PROBLEM TO WORK ON |
Once you find the line with "write_completions(args, &mut io::stdout());" in the entries below, return exactly every line from it through the line with "use colored::Colorize;".

○ ○ ○

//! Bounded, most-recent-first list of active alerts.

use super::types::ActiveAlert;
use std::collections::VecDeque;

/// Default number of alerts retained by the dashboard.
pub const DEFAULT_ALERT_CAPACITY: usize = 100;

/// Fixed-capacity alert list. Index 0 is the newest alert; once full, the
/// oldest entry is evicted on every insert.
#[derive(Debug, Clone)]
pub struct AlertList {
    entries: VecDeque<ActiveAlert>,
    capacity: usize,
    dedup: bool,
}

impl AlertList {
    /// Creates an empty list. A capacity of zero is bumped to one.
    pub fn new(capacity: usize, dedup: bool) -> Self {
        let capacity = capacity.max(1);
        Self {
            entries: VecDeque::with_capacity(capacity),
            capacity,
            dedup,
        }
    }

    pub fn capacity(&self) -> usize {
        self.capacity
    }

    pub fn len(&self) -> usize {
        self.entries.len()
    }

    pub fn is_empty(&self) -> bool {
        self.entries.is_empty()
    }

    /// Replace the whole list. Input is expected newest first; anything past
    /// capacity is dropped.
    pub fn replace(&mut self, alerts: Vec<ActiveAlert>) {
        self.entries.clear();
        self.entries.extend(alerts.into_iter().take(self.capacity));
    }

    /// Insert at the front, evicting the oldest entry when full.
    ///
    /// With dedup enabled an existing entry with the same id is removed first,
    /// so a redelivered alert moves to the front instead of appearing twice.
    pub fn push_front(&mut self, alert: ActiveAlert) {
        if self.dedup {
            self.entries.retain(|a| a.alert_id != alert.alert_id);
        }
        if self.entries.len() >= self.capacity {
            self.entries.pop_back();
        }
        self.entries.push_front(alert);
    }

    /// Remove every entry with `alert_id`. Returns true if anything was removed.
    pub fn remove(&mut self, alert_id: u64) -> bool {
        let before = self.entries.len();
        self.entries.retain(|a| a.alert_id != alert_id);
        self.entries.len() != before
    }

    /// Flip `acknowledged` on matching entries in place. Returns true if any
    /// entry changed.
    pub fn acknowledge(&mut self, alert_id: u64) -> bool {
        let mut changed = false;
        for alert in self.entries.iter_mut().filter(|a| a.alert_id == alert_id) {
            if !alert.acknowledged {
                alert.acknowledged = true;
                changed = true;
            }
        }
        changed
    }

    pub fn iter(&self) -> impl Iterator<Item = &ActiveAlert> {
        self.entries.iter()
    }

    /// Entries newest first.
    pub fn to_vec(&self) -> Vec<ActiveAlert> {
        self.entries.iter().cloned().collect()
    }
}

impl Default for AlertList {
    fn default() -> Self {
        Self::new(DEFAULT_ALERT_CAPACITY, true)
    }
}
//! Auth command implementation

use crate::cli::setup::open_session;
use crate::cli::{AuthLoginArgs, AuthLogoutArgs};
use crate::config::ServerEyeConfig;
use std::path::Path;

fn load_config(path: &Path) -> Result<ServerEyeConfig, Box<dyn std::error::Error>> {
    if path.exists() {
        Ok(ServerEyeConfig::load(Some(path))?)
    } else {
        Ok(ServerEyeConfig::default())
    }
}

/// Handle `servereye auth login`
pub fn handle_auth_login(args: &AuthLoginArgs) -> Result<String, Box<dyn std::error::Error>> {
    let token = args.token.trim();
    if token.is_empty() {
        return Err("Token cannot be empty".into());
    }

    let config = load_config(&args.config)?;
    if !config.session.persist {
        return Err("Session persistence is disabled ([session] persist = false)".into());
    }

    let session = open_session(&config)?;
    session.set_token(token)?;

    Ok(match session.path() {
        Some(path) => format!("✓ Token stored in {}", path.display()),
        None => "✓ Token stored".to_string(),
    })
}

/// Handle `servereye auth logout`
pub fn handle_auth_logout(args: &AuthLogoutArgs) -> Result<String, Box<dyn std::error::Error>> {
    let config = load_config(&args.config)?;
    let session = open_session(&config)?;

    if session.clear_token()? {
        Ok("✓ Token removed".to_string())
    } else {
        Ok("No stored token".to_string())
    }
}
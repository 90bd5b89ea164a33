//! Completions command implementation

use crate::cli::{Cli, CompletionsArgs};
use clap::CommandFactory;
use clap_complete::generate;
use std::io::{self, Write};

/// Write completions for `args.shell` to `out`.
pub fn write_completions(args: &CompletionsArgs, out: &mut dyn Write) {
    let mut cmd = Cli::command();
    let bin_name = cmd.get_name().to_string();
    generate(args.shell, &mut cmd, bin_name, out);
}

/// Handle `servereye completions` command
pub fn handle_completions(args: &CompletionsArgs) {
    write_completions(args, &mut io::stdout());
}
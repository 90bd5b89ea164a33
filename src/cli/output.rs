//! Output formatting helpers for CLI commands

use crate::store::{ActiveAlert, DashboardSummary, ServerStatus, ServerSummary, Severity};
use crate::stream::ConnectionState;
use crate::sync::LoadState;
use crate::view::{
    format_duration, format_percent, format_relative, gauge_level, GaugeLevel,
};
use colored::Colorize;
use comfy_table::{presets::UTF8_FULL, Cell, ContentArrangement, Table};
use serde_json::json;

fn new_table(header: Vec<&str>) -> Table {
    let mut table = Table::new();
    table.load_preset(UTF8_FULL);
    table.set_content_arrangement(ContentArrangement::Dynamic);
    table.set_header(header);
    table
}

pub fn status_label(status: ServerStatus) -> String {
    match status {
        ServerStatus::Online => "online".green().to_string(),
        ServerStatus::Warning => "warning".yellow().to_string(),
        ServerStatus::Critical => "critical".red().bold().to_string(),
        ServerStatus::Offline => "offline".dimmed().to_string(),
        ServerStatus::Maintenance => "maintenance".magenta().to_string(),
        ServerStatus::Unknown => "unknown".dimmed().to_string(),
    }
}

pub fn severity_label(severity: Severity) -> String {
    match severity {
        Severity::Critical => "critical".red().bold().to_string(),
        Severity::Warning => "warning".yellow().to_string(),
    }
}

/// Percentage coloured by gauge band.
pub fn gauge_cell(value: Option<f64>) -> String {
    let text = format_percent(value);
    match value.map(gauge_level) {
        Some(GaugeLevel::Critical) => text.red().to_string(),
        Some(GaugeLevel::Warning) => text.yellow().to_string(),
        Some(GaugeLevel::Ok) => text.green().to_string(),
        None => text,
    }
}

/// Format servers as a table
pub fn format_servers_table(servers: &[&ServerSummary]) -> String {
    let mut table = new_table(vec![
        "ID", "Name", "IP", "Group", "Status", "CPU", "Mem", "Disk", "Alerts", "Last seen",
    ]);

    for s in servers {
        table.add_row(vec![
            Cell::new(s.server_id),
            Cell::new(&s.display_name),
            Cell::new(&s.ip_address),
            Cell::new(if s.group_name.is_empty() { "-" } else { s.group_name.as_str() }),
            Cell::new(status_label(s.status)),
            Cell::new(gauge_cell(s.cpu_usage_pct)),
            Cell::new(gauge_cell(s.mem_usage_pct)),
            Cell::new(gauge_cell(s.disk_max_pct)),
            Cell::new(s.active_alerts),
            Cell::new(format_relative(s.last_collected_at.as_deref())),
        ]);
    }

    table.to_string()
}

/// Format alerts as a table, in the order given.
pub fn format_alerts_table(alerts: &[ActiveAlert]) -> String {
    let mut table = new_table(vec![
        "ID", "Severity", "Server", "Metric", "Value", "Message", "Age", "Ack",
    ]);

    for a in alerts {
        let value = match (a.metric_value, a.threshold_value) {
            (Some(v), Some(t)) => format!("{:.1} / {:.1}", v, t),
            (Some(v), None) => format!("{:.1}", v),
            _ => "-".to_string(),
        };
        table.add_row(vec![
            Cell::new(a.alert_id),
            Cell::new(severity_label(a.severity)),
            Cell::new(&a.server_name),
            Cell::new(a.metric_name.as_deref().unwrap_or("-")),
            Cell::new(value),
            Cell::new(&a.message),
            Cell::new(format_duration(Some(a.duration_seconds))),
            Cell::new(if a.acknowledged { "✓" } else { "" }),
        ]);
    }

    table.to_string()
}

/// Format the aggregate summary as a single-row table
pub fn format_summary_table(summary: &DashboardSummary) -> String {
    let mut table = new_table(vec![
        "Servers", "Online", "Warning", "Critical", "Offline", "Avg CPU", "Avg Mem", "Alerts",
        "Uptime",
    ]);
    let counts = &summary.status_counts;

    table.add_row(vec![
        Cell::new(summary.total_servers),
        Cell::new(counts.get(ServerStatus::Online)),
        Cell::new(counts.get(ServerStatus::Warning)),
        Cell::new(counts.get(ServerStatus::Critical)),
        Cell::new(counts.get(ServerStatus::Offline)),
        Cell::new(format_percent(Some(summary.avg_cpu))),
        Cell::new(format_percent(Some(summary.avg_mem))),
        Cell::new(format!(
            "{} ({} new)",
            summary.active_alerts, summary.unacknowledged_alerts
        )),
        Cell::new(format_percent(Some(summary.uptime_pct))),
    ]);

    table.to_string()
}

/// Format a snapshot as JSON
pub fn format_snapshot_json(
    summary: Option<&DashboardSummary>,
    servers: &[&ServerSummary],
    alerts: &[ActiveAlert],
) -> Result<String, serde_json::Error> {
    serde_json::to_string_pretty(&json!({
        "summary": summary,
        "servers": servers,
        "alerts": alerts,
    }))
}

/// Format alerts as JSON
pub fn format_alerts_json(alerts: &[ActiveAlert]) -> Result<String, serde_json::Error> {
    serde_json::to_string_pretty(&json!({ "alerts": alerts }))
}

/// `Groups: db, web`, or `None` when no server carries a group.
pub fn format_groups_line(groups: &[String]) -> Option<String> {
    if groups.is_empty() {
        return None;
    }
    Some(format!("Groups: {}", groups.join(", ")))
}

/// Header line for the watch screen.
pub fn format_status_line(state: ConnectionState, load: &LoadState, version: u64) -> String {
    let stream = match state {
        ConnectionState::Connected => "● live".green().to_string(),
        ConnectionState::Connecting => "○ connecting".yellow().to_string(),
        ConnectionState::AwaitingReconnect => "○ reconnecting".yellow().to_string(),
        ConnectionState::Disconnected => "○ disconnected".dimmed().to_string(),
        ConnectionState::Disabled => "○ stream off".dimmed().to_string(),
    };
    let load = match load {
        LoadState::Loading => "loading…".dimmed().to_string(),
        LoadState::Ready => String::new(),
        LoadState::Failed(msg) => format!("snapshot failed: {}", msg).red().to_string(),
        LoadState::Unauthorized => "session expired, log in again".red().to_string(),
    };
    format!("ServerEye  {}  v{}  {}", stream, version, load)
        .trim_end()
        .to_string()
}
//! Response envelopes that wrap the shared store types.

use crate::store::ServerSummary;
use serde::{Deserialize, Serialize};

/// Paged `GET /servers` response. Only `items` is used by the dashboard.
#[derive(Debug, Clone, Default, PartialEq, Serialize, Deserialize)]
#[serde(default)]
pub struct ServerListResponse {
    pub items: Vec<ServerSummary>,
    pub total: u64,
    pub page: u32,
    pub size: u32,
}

○ ○ ○

EXERCISE ANSWER |
    write_completions(args, &mut io::stdout());
}
repository 90bd5b89ea164a33
filename src/cli/output.rs
//! Output formatting helpers for CLI commands

use crate::store::{ActiveAlert, DashboardSummary, ServerStatus, ServerSummary, Severity};
use crate::stream::ConnectionState;
use crate::sync::LoadState;
use crate::view::{
    format_duration, format_percent, format_relative, gauge_level, GaugeLevel,
};
use colored::Colorize;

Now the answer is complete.